Collected data:

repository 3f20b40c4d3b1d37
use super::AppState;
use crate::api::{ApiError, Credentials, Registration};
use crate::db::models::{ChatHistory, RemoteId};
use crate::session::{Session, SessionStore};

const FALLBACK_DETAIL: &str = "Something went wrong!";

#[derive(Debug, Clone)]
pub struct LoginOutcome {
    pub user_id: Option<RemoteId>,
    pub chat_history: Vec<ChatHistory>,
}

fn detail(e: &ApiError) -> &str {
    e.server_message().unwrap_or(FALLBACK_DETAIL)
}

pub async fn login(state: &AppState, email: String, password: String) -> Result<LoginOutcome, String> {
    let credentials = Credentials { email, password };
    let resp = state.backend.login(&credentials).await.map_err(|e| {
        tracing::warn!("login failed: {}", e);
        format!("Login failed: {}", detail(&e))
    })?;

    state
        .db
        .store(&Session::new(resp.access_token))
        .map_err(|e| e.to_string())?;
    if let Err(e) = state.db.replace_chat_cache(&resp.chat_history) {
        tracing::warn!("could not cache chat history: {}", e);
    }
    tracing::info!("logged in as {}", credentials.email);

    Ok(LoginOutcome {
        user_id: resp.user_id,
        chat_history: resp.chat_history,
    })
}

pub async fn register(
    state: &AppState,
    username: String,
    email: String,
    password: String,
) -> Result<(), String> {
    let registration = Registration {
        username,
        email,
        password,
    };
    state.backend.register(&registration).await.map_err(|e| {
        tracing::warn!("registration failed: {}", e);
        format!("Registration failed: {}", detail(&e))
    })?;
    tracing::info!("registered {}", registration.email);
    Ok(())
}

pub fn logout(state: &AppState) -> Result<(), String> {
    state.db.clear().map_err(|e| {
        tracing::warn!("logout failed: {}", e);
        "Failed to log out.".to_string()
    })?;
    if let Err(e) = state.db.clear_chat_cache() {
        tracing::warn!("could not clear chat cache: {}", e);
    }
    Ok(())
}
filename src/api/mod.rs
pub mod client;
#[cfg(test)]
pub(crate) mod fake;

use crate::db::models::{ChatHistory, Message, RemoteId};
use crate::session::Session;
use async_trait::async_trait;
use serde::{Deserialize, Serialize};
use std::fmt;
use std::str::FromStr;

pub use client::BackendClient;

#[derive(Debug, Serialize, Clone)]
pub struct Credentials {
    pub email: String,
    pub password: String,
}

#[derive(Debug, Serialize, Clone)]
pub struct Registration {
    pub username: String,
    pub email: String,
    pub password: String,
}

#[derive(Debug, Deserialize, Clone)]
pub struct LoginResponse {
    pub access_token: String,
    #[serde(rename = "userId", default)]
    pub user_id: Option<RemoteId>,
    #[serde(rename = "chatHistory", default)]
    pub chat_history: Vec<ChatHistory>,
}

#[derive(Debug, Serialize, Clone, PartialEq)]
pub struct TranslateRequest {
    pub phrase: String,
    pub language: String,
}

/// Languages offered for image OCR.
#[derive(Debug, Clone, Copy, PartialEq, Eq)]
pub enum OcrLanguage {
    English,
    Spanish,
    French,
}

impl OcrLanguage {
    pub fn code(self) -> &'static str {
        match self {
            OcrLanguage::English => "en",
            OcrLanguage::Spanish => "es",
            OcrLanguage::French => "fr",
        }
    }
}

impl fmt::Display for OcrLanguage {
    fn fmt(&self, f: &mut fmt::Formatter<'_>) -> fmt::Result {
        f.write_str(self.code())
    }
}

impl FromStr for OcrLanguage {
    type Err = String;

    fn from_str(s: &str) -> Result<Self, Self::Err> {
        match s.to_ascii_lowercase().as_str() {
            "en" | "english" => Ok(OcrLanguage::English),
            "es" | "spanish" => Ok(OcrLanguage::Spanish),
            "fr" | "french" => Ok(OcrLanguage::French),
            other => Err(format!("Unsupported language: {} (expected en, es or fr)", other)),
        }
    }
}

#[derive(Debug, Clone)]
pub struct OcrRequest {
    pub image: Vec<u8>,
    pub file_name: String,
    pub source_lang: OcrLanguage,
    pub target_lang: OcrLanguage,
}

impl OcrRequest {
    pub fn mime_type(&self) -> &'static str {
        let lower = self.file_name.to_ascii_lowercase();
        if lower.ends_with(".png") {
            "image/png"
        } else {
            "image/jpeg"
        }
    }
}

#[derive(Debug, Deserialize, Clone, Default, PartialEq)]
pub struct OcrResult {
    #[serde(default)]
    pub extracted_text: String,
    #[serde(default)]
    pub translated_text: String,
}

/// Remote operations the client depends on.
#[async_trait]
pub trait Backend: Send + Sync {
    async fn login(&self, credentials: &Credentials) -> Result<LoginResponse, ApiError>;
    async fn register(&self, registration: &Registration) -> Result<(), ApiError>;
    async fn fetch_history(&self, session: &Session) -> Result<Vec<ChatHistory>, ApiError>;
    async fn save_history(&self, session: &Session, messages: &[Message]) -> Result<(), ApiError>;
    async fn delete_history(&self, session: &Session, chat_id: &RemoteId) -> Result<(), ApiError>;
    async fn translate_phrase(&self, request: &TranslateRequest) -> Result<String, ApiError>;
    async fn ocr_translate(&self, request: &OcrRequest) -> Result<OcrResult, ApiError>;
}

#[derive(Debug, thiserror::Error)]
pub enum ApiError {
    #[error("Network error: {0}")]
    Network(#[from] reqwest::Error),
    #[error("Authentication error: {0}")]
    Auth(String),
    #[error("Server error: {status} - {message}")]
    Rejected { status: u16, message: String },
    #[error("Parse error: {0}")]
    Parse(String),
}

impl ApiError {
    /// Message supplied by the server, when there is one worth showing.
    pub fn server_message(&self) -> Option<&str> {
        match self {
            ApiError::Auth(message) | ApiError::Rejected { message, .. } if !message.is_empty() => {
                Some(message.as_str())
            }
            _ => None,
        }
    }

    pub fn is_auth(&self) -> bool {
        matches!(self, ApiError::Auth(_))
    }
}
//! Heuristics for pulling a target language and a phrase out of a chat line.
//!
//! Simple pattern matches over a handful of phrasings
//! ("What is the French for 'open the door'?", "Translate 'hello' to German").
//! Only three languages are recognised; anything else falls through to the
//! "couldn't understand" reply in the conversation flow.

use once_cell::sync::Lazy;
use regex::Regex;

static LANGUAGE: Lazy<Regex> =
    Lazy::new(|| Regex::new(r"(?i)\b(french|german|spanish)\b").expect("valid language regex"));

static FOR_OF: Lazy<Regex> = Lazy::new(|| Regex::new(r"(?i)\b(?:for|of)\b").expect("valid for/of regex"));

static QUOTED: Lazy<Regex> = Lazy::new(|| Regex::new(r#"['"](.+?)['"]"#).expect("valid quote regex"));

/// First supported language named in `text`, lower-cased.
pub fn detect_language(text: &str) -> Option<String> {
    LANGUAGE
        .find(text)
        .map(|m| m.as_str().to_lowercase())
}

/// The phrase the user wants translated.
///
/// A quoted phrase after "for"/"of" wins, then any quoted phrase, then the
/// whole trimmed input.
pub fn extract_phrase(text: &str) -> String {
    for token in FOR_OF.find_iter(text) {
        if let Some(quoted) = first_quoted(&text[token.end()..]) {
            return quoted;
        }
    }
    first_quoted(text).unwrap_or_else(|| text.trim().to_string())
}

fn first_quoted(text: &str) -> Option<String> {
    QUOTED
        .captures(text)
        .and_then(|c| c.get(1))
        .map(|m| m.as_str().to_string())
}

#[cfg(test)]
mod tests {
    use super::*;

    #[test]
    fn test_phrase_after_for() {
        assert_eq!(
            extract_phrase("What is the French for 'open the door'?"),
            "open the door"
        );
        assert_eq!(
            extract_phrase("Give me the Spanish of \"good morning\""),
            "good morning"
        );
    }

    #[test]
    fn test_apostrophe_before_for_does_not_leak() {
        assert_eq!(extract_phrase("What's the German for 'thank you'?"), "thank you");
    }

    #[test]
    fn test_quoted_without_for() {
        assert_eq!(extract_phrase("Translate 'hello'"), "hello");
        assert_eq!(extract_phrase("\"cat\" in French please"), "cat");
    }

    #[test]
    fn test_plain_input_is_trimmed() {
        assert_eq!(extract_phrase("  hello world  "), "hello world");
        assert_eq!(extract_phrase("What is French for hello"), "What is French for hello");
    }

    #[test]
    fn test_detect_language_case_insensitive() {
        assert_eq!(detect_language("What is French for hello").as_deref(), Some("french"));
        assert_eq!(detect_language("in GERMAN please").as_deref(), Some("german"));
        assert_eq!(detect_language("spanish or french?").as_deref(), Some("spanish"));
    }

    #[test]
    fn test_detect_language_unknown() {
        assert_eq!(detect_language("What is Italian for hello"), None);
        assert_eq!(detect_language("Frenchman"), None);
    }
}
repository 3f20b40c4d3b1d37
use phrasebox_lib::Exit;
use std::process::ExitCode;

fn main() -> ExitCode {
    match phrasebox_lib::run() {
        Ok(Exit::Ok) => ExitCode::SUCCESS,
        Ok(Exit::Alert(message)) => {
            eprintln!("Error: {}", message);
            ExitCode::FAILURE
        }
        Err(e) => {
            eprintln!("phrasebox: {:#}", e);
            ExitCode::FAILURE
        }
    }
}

* * *

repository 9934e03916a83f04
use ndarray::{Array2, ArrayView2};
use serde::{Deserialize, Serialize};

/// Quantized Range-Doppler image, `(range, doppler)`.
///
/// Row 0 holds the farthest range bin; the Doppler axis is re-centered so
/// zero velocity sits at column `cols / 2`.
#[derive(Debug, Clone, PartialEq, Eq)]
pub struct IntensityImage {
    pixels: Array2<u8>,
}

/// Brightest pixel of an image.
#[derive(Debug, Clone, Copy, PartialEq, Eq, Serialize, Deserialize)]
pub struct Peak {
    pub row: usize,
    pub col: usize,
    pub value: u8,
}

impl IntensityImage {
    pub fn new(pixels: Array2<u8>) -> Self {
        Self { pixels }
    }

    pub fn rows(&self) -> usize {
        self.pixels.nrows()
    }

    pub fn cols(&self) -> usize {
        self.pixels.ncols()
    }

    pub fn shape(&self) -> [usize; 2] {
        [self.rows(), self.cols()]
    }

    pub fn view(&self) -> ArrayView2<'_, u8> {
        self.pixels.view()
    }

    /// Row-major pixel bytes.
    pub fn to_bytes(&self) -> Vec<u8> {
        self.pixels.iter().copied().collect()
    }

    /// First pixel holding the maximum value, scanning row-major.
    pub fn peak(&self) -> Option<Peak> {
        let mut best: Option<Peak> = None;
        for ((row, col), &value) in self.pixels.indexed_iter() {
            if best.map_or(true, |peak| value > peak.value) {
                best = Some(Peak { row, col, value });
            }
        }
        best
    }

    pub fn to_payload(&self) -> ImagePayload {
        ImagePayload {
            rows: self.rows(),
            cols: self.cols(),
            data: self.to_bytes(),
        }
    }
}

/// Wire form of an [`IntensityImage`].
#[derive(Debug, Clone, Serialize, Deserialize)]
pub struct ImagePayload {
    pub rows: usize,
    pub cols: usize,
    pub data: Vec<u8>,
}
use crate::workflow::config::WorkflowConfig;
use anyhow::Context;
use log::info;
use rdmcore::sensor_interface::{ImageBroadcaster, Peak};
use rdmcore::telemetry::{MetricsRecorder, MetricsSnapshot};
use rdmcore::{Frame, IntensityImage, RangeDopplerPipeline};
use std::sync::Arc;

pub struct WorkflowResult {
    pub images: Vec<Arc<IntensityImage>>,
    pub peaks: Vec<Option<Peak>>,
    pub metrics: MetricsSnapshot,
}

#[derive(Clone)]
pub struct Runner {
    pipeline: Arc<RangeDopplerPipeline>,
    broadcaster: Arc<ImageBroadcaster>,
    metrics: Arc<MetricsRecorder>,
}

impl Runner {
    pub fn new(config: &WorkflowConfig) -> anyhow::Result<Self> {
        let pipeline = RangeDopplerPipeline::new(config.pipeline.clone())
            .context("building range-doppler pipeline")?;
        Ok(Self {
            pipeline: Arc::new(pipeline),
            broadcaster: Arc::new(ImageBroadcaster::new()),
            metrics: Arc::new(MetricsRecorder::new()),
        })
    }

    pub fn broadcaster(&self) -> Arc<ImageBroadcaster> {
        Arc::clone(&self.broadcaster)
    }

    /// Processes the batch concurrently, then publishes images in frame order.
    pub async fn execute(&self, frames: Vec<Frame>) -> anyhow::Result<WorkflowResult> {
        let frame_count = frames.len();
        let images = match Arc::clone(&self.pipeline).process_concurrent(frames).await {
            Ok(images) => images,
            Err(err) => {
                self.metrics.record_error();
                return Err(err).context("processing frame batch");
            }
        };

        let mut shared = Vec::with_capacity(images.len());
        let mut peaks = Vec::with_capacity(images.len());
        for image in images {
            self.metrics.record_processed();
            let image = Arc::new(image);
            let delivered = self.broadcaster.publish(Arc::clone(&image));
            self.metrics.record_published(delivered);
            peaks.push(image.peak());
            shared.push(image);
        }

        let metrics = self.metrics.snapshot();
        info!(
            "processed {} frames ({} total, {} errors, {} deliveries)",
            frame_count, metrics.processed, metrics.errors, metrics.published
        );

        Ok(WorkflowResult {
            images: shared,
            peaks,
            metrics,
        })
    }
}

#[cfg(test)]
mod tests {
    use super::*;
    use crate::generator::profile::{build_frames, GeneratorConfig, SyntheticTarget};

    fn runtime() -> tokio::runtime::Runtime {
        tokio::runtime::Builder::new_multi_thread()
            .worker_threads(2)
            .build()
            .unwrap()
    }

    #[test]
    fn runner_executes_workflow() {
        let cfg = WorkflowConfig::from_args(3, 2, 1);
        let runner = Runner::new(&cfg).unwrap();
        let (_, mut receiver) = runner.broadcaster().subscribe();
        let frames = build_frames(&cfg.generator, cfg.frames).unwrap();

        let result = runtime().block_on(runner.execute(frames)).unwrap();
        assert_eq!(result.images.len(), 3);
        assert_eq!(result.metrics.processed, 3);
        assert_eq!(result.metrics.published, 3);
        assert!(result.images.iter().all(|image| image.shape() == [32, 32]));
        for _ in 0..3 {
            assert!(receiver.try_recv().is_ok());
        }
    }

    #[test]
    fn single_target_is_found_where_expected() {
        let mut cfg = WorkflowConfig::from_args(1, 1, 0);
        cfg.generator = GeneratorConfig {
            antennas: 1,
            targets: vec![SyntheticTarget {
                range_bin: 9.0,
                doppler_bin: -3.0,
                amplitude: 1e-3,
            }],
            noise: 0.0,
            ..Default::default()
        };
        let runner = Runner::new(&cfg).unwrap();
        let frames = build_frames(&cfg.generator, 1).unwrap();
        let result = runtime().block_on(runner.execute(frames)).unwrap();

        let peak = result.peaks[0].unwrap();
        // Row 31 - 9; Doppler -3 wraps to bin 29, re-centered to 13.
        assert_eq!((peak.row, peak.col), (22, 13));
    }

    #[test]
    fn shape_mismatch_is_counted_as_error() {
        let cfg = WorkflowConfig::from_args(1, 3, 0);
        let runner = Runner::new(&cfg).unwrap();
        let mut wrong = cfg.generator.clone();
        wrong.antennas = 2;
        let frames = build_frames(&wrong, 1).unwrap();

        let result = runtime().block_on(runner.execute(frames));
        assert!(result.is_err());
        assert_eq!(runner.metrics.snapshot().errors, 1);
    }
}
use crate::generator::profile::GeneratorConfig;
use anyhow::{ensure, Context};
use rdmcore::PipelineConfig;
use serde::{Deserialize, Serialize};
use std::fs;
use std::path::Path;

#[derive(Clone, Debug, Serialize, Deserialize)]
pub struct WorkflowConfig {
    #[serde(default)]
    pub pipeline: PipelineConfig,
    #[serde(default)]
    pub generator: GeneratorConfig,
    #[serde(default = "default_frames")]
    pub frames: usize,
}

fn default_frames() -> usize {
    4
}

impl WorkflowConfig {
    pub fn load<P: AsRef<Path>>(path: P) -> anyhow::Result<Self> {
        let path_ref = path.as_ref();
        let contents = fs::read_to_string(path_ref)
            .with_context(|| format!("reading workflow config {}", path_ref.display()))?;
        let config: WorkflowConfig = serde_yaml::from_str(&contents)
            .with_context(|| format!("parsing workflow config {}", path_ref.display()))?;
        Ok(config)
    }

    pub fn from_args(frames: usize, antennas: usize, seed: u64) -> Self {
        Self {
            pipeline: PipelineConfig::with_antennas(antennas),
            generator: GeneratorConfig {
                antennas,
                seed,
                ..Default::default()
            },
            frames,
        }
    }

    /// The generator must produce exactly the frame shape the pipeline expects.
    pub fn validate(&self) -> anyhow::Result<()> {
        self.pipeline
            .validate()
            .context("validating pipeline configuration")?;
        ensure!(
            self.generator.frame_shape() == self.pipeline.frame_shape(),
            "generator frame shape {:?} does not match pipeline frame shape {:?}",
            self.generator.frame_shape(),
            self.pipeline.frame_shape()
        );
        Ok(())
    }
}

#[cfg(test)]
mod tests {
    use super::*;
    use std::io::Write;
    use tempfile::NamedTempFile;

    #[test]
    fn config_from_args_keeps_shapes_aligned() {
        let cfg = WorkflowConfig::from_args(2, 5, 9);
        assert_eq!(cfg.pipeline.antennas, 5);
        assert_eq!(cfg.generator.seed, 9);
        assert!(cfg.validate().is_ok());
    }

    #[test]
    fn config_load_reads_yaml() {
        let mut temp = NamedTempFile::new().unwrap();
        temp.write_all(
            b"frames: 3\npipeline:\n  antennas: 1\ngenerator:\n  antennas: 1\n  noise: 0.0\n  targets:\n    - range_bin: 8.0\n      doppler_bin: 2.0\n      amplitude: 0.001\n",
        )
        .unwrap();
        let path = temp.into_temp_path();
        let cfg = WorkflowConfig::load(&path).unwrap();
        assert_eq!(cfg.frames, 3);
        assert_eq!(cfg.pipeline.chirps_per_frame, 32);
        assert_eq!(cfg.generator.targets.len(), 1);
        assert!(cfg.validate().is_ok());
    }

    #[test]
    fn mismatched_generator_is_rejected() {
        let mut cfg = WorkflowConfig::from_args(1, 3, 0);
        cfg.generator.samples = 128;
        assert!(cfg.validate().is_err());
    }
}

* * *

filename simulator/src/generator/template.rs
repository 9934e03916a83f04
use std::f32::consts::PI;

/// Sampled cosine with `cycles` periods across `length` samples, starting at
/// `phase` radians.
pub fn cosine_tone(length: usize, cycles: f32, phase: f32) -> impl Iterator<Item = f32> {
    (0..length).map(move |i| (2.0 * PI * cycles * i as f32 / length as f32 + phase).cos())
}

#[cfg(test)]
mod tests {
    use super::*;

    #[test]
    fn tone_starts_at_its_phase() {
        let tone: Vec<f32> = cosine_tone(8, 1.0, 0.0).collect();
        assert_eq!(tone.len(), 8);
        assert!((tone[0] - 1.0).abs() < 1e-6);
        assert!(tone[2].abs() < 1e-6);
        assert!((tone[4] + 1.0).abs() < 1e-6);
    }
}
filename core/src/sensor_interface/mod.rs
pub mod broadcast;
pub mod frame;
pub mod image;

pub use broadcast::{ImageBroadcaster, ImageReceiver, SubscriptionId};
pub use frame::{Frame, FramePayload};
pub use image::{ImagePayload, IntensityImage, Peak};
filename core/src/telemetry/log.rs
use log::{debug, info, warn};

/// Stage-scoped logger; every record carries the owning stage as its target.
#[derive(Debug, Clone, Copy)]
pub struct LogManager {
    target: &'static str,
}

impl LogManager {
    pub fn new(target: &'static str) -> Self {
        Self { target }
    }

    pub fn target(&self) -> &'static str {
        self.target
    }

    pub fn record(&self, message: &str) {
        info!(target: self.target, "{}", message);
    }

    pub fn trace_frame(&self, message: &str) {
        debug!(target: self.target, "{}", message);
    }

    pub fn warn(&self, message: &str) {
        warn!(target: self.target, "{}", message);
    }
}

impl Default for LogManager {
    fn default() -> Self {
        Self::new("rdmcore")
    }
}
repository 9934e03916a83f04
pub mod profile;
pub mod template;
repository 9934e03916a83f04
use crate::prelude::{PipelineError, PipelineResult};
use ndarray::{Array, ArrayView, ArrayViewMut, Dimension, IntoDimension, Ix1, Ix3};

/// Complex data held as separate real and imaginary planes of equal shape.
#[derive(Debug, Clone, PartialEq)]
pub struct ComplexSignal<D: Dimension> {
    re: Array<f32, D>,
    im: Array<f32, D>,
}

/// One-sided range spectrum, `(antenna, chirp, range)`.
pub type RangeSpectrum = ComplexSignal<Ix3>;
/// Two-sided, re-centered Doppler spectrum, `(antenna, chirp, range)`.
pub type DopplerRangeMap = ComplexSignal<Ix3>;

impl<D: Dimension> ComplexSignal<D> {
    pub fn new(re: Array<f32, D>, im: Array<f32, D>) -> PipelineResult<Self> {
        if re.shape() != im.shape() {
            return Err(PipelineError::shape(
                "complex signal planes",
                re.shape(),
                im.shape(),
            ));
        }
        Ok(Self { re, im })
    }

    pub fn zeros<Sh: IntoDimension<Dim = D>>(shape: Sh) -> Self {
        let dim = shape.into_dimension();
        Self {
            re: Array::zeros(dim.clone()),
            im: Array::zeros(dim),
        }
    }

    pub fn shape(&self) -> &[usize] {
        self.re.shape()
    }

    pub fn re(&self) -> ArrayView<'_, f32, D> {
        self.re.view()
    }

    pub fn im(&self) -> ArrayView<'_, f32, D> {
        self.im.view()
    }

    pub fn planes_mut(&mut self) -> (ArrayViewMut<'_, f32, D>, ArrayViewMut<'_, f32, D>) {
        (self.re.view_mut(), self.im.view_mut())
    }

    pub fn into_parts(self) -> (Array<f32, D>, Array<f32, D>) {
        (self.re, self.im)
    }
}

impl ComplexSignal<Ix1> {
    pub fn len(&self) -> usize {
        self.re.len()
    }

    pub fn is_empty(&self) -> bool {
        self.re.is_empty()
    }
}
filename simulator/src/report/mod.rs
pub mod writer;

Work to be completed:
Every line holding the word "validate" should be copied out of the records above.

Written response:
    pub fn validate(&self) -> anyhow::Result<()> {
            .validate()
        assert!(cfg.validate().is_ok());
        assert!(cfg.validate().is_ok());
        assert!(cfg.validate().is_err());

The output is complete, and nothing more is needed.